Después, el Señor anunció a Simón: En verdad, en verdad te digo: cuando eras joven te ceñías tú mismo e ibas a donde querías; pero cuando envejezcas extenderás tus manos y otro te ceñirá y llevará a donde no quieras. Cuando escribe San Juan su Evangelio esta profecía ya se había cumplido; por eso añade el Evangelista: Esto lo dijo indicando con qué muerte había de glorificar a Dios. Después, Jesús recordó a Pedro aquellas palabras memorables que un día, años atrás, en la ribera de aquel mismo lago, cambiaron para siempre la vida de Simón: Sígueme.
Una piadosa tradición cuenta que, durante la cruenta persecución de Nerón, Pedro salía, a instancias de la misma comunidad cristiana, para buscar un lugar más seguro. Junto a las puertas de la ciudad se encontró a Jesús cargado con la Cruz, y habiéndole preguntado Pedro: «¿A dónde vas, Señor?» (Quo vadis, Domine?), le contestó el Maestro: «A Roma, a dejarme crucificar de nuevo». Pedro entendió la lección y volvió a la ciudad, donde le esperaba su cruz. Esta leyenda parece ser un eco último de aquella protesta de Pedro contra la cruz la primera vez que Jesús le anunció su Pasión. Pedro murió poco tiempo después. Un historiador antiguo refiere que pidió ser crucificado con la cabeza abajo por creerse indigno de morir, como su Maestro, con la cabeza en alto. Este martirio es recordado por San Clemente, sucesor de Pedro en el gobierno de la Iglesia romana. Al menos desde el siglo III, la Iglesia conmemora en este día, 29 de junio, el martirio de Pedro y de Pablo, el dies natalis, el día en que de nuevo vieron la Faz de su Señor y Maestro.

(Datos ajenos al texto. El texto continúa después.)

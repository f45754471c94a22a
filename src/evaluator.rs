//! Resolution of dotted alert-rule paths against one metrics snapshot
//!
//! Paths have the shape `type.field` or `type.object.field`:
//!
//! | path | value | current |
//! |---|---|---|
//! | `system.cpu_usage_percent` | CPU usage | `85.00%` |
//! | `system.memory_usage_percent` | RAM usage | `%` |
//! | `system.disk_usage_percent` | disk usage | `%` |
//! | `process.<name>.cpu_percent` | process CPU | `%` |
//! | `process.<name>.memory_mb` | resident memory | `MB` |
//! | `process.<name>.memory_percent` | memory share | `%` |
//! | `container.<name>.cpu_percent` / `memory_percent` | container usage | `%` |
//! | `container.<name>.status` | 1 if running else 0 | status label |
//! | `network.<port>.status` | 1 if LISTEN else 0 | state label |
//!
//! `system` paths take exactly two segments: `system.x.cpu_usage_percent`
//! is rejected as an invalid name rather than read with the middle segment
//! ignored. Likewise `process`, `container` and `network` need all three.
//!
//! Evaluation never fails loudly: anything that cannot be resolved comes
//! back as [`Evaluation::Unresolved`] and never triggers.

use std::fmt;
use std::str::FromStr;

use crate::MetricsSnapshot;
use crate::storage::schema::AlertRule;

/// Comparison operator of an alert rule
#[derive(Debug, Clone, Copy, PartialEq, Eq)]
pub enum Condition {
    Greater,
    Less,
    Equal,
    GreaterOrEqual,
    LessOrEqual,
    NotEqual,
}

impl FromStr for Condition {
    type Err = ();

    fn from_str(s: &str) -> Result<Self, Self::Err> {
        match s.trim() {
            ">" => Ok(Condition::Greater),
            "<" => Ok(Condition::Less),
            "=" => Ok(Condition::Equal),
            ">=" => Ok(Condition::GreaterOrEqual),
            "<=" => Ok(Condition::LessOrEqual),
            "!=" => Ok(Condition::NotEqual),
            _ => Err(()),
        }
    }
}

impl Condition {
    pub fn holds(&self, value: f64, threshold: f64) -> bool {
        match self {
            Condition::Greater => value > threshold,
            Condition::Less => value < threshold,
            Condition::Equal => value == threshold,
            Condition::GreaterOrEqual => value >= threshold,
            Condition::LessOrEqual => value <= threshold,
            Condition::NotEqual => value != threshold,
        }
    }
}

/// Compare `value` against `threshold`; an unknown operator never triggers
pub fn compare(value: f64, condition: &str, threshold: f64) -> bool {
    condition
        .parse::<Condition>()
        .is_ok_and(|c| c.holds(value, threshold))
}

/// Why a rule path could not be resolved
#[derive(Debug, Clone, Copy, PartialEq, Eq)]
pub enum EvalFailure {
    InvalidMetricName,
    UnknownMetricType,
    UnknownSystemMetric,
    UnknownProcessMetric,
    UnknownContainerMetric,
    UnknownNetworkMetric,
    ProcessNotFound,
    ContainerNotFound,
    InvalidPort,
    PortNotFound,
    SystemMetricsMissing,
}

impl fmt::Display for EvalFailure {
    fn fmt(&self, f: &mut fmt::Formatter<'_>) -> fmt::Result {
        let reason = match self {
            EvalFailure::InvalidMetricName => "invalid metric name",
            EvalFailure::UnknownMetricType => "unknown metric type",
            EvalFailure::UnknownSystemMetric => "unknown system metric",
            EvalFailure::UnknownProcessMetric => "unknown process metric",
            EvalFailure::UnknownContainerMetric => "unknown container metric",
            EvalFailure::UnknownNetworkMetric => "unknown network metric",
            EvalFailure::ProcessNotFound => "process not found",
            EvalFailure::ContainerNotFound => "container not found",
            EvalFailure::InvalidPort => "invalid port",
            EvalFailure::PortNotFound => "port not found",
            EvalFailure::SystemMetricsMissing => "system metrics missing",
        };
        f.write_str(reason)
    }
}

#[derive(Debug, Clone, PartialEq)]
pub enum Evaluation {
    /// Path resolved; `current` is the humanized value used in messages
    Value { triggered: bool, current: String },
    Unresolved(EvalFailure),
}

impl Evaluation {
    pub fn triggered(&self) -> bool {
        matches!(self, Evaluation::Value { triggered: true, .. })
    }
}

/// A resolved metric: the number compared and its display form
struct Reading {
    value: f64,
    current: String,
}

impl Reading {
    fn percent(value: f64) -> Self {
        Self {
            value,
            current: format!("{value:.2}%"),
        }
    }

    fn megabytes(value: f64) -> Self {
        Self {
            value,
            current: format!("{value:.2}MB"),
        }
    }

    fn flag(on: bool, label: &str) -> Self {
        Self {
            value: if on { 1.0 } else { 0.0 },
            current: label.to_string(),
        }
    }
}

/// Evaluate one rule against a snapshot
///
/// The rule's `enabled` flag is not consulted here.
pub fn evaluate(snapshot: &MetricsSnapshot, rule: &AlertRule) -> Evaluation {
    match resolve(snapshot, &rule.metric_name) {
        Ok(reading) => Evaluation::Value {
            triggered: compare(reading.value, &rule.condition, rule.threshold_value),
            current: reading.current,
        },
        Err(failure) => Evaluation::Unresolved(failure),
    }
}

fn resolve(snapshot: &MetricsSnapshot, path: &str) -> Result<Reading, EvalFailure> {
    let parts: Vec<&str> = path.split('.').collect();
    if parts.len() < 2 || parts.len() > 3 {
        return Err(EvalFailure::InvalidMetricName);
    }

    // the middle segment names the object, the last one the field
    let field = parts[parts.len() - 1];
    let object = if parts.len() == 3 { Some(parts[1]) } else { None };

    match (parts[0], object) {
        ("system", None) => resolve_system(snapshot, field),
        ("process", Some(name)) => resolve_process(snapshot, name, field),
        ("container", Some(name)) => resolve_container(snapshot, name, field),
        ("network", Some(port)) => resolve_network(snapshot, port, field),
        ("system" | "process" | "container" | "network", _) => Err(EvalFailure::InvalidMetricName),
        _ => Err(EvalFailure::UnknownMetricType),
    }
}

fn resolve_system(snapshot: &MetricsSnapshot, field: &str) -> Result<Reading, EvalFailure> {
    let system = snapshot
        .system
        .as_ref()
        .ok_or(EvalFailure::SystemMetricsMissing)?;

    match field {
        "cpu_usage_percent" => Ok(Reading::percent(system.cpu.usage_percent)),
        "memory_usage_percent" => Ok(Reading::percent(system.ram.usage_percent)),
        "disk_usage_percent" => Ok(Reading::percent(system.disk.usage_percent)),
        _ => Err(EvalFailure::UnknownSystemMetric),
    }
}

fn resolve_process(
    snapshot: &MetricsSnapshot,
    name: &str,
    field: &str,
) -> Result<Reading, EvalFailure> {
    let process = snapshot
        .processes
        .iter()
        .find(|p| p.name == name)
        .ok_or(EvalFailure::ProcessNotFound)?;

    match field {
        "cpu_percent" => Ok(Reading::percent(process.cpu_percent)),
        "memory_mb" => Ok(Reading::megabytes(process.memory_mb)),
        "memory_percent" => Ok(Reading::percent(process.memory_percent)),
        _ => Err(EvalFailure::UnknownProcessMetric),
    }
}

fn resolve_container(
    snapshot: &MetricsSnapshot,
    name: &str,
    field: &str,
) -> Result<Reading, EvalFailure> {
    let container = snapshot
        .containers
        .iter()
        .find(|c| c.name == name)
        .ok_or(EvalFailure::ContainerNotFound)?;

    match field {
        "cpu_percent" => Ok(Reading::percent(container.cpu_percent)),
        "memory_percent" => Ok(Reading::percent(container.memory_percent)),
        "status" => Ok(Reading::flag(
            container.status == "running",
            &container.status,
        )),
        _ => Err(EvalFailure::UnknownContainerMetric),
    }
}

fn resolve_network(
    snapshot: &MetricsSnapshot,
    port: &str,
    field: &str,
) -> Result<Reading, EvalFailure> {
    let port: u16 = port.parse().map_err(|_| EvalFailure::InvalidPort)?;

    let info = snapshot
        .ports
        .iter()
        .find(|p| p.port == port)
        .ok_or(EvalFailure::PortNotFound)?;

    match field {
        "status" => Ok(Reading::flag(info.state == "LISTEN", &info.state)),
        _ => Err(EvalFailure::UnknownNetworkMetric),
    }
}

Pedro, a pesar de sus debilidades, fue fiel a Cristo, hasta dar la vida por Él. Esto es lo que le pedimos nosotros al terminar esta meditación: fidelidad, a pesar de las contrariedades y de todo lo que nos sea adverso por el hecho de ser cristianos. Le pedimos la fortaleza en la fe, fortes in fide, como el mismo Pedro pedía a los primeros cristianos de su generación. «¿Qué podríamos nosotros pedir a Pedro para provecho nuestro, qué podríamos ofrecer en su honor sino esta fe, de donde toma sus orígenes nuestra salud espiritual y nuestra promesa, por él exigida, de ser fuertes en la fe?».
Esta fortaleza es la que pedimos también a Nuestra Madre Santa María para mantener nuestra fe sin ambigüedades, con serena firmeza, cualquiera que sea el ambiente en que hayamos de vivir.
Textos basados en ideas de Hablar con Dios de F. Fernández Carvajal.